- _Stored data_:
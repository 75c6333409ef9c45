//! Device session sync client
//!
//! Keeps one WebSocket open to the session fanout endpoint and feeds every
//! inbound control message through [`dispatch`]. A single background task
//! owns the socket and the [`Connection`] state machine, so socket events,
//! the reconnect timer and shutdown are handled one at a time.

use std::sync::{Arc, Mutex};
use std::time::Duration;

use futures_util::{Sink, SinkExt, StreamExt};
use tokio::sync::{oneshot, watch};
use tokio::task::JoinHandle;
use tokio_tungstenite::connect_async;
use tokio_tungstenite::tungstenite::Message;
use tracing::{debug, info, warn};

use super::connection::{
    Connection, ConnectionSnapshot, ConnectionState, DisconnectReason, Transition,
};
use super::dispatch::dispatch;
use super::message::InboundMessage;
use crate::config::Config;
use crate::credentials::CredentialStore;
use crate::store::SessionStore;

/// Upper bound on a single WebSocket handshake
const CONNECT_TIMEOUT: Duration = Duration::from_secs(10);

/// Upper bound on sending the close frame during shutdown
const CLOSE_TIMEOUT: Duration = Duration::from_secs(10);

/// Real-time session sync client
///
/// Constructing a client starts a connection attempt when a token is
/// stored. Without a token the client is inert: it stays `Idle` and never
/// retries on its own.
///
/// Dropping the client stops its background task; [`shutdown`] does the
/// same and waits until the socket is closed.
///
/// [`shutdown`]: DeviceSyncClient::shutdown
pub struct DeviceSyncClient {
    status: Arc<watch::Sender<ConnectionSnapshot>>,
    shutdown_tx: Mutex<Option<oneshot::Sender<()>>>,
    task: Mutex<Option<JoinHandle<()>>>,
    inert: bool,
}

impl DeviceSyncClient {
    /// Create a client and, if a token is stored, start connecting
    ///
    /// Must be called from within a Tokio runtime.
    pub fn start(
        config: &Config,
        credentials: Arc<dyn CredentialStore>,
        store: Arc<dyn SessionStore>,
    ) -> Self {
        let connection = Connection::new(config.reconnect_policy());
        let status = Arc::new(watch::channel(connection.snapshot()).0);

        if resolve_token(credentials.as_ref(), &config.token_key).is_none() {
            info!("No stored token, sync client stays idle");
            return Self {
                status,
                shutdown_tx: Mutex::new(None),
                task: Mutex::new(None),
                inert: true,
            };
        }

        let (shutdown_tx, shutdown_rx) = oneshot::channel();
        let worker = Worker {
            config: config.clone(),
            credentials,
            store,
            connection,
            status: status.clone(),
            shutdown_rx,
        };
        let task = tokio::spawn(worker.run());

        Self {
            status,
            shutdown_tx: Mutex::new(Some(shutdown_tx)),
            task: Mutex::new(Some(task)),
            inert: false,
        }
    }

    /// Current connection state and attempt count
    pub fn status(&self) -> ConnectionSnapshot {
        *self.status.borrow()
    }

    /// Subscribe to connection state changes
    pub fn subscribe(&self) -> watch::Receiver<ConnectionSnapshot> {
        self.status.subscribe()
    }

    /// True if the client was created without a token
    pub fn is_inert(&self) -> bool {
        self.inert
    }

    /// True while the background task is alive (connecting, connected or
    /// waiting to reconnect)
    pub fn is_active(&self) -> bool {
        lock(&self.task)
            .as_ref()
            .is_some_and(|task| !task.is_finished())
    }

    /// Stop the client
    ///
    /// Cancels a pending reconnect timer and closes the socket before
    /// returning. Calling it more than once is a no-op.
    pub async fn shutdown(&self) {
        if let Some(tx) = lock(&self.shutdown_tx).take() {
            let _ = tx.send(());
        }

        let task = lock(&self.task).take();
        match task {
            Some(task) => {
                if let Err(e) = task.await {
                    warn!("Sync task ended abnormally: {}", e);
                }
            }
            None if self.inert => {
                self.status.send_replace(ConnectionSnapshot {
                    state: ConnectionState::Disconnected(DisconnectReason::Shutdown),
                    attempts: 0,
                });
            }
            None => {}
        }
    }
}

fn lock<T>(mutex: &Mutex<T>) -> std::sync::MutexGuard<'_, T> {
    mutex.lock().unwrap_or_else(|e| e.into_inner())
}

/// Look up a non-empty token; read errors count as absent
fn resolve_token(credentials: &dyn CredentialStore, key: &str) -> Option<String> {
    match credentials.get(key) {
        Ok(token) => token.filter(|t| !t.is_empty()),
        Err(e) => {
            warn!("Failed to read token: {}", e);
            None
        }
    }
}

/// How one socket session ended
enum SessionEnd {
    Shutdown,
    Lost(String),
}

/// Background task state; owns the socket for its whole life
struct Worker {
    config: Config,
    credentials: Arc<dyn CredentialStore>,
    store: Arc<dyn SessionStore>,
    connection: Connection,
    status: Arc<watch::Sender<ConnectionSnapshot>>,
    shutdown_rx: oneshot::Receiver<()>,
}

impl Worker {
    /// Connect, reconnect with backoff, stop on shutdown or exhaustion
    async fn run(mut self) {
        loop {
            // Token is read on every attempt; a forced logout removes it
            let Some(token) = resolve_token(self.credentials.as_ref(), &self.config.token_key)
            else {
                warn!("Token no longer available, sync stopped");
                self.connection.abandon();
                self.publish();
                return;
            };

            if !self.connection.begin_connect() {
                return;
            }
            self.publish();

            match self.run_session(&token).await {
                SessionEnd::Shutdown => {
                    self.stop();
                    return;
                }
                SessionEnd::Lost(reason) => {
                    warn!("Sync connection lost: {}", reason);
                }
            }

            match self.connection.lost() {
                Transition::ScheduleReconnect {
                    attempt,
                    delay,
                    generation,
                } => {
                    self.publish();
                    info!(
                        "Reconnecting in {}ms (attempt {}/{})",
                        delay.as_millis(),
                        attempt,
                        self.connection.policy().max_attempts()
                    );

                    tokio::select! {
                        _ = tokio::time::sleep(delay) => {
                            if !self.connection.timer_fired(generation) {
                                debug!("Ignoring stale reconnect timer");
                                return;
                            }
                        }
                        _ = &mut self.shutdown_rx => {
                            self.stop();
                            return;
                        }
                    }
                }
                Transition::GiveUp => {
                    warn!(
                        "Giving up after {} reconnect attempts",
                        self.connection.attempts()
                    );
                    self.publish();
                    return;
                }
                Transition::Ignored => return,
            }
        }
    }

    /// Run one socket from handshake to close
    async fn run_session(&mut self, token: &str) -> SessionEnd {
        let url = self.config.websocket_url(token);
        debug!("Connecting to {}", self.config.server_url);

        let handshake = tokio::time::timeout(CONNECT_TIMEOUT, connect_async(url));
        let ws_stream = tokio::select! {
            result = handshake => match result {
                Ok(Ok((stream, _response))) => stream,
                Ok(Err(e)) => return SessionEnd::Lost(format!("connect failed: {}", e)),
                Err(_) => return SessionEnd::Lost("connect timed out".to_string()),
            },
            _ = &mut self.shutdown_rx => return SessionEnd::Shutdown,
        };

        self.connection.opened();
        self.publish();
        info!("Connected to {}", self.config.server_url);

        let (mut write, mut read) = ws_stream.split();

        loop {
            tokio::select! {
                _ = &mut self.shutdown_rx => {
                    if !close_within(&mut write, CLOSE_TIMEOUT).await {
                        warn!("Timed out sending close frame, dropping socket");
                    }
                    return SessionEnd::Shutdown;
                }
                msg = read.next() => {
                    match msg {
                        Some(Ok(Message::Text(text))) => self.handle_frame(&text),
                        Some(Ok(Message::Binary(data))) => match String::from_utf8(data) {
                            Ok(text) => self.handle_frame(&text),
                            Err(_) => warn!("Dropping non-UTF-8 binary frame"),
                        },
                        Some(Ok(Message::Close(frame))) => {
                            let reason = frame
                                .map(|f| format!("server closed ({})", u16::from(f.code)))
                                .unwrap_or_else(|| "server closed".to_string());
                            return SessionEnd::Lost(reason);
                        }
                        Some(Err(e)) => return SessionEnd::Lost(e.to_string()),
                        None => return SessionEnd::Lost("stream ended".to_string()),
                        // Ping/pong handled by tungstenite
                        Some(Ok(_)) => {}
                    }
                }
            }
        }
    }

    /// Decode and dispatch one frame; malformed frames are dropped
    fn handle_frame(&self, text: &str) {
        match InboundMessage::decode(text) {
            Ok(message) => {
                let kind = message.kind().to_string();
                let outcome = dispatch(self.store.as_ref(), message);
                debug!("Handled {} frame: {:?}", kind, outcome);
            }
            Err(e) => warn!("Dropping malformed frame: {}", e),
        }
    }

    fn stop(&mut self) {
        self.connection.shutdown();
        self.publish();
        info!("Sync client stopped");
    }

    fn publish(&self) {
        self.status.send_replace(self.connection.snapshot());
    }
}

/// Close a sink, giving up after `limit`; true if the close finished in time
async fn close_within<S>(sink: &mut S, limit: Duration) -> bool
where
    S: Sink<Message> + Unpin,
{
    tokio::time::timeout(limit, sink.close()).await.is_ok()
}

- _TASK_:
Pull every line with the word "super" from the data.

- _SOLUTION FOR THIS TASK_:
use super::connection::{
use super::dispatch::dispatch;
use super::message::InboundMessage;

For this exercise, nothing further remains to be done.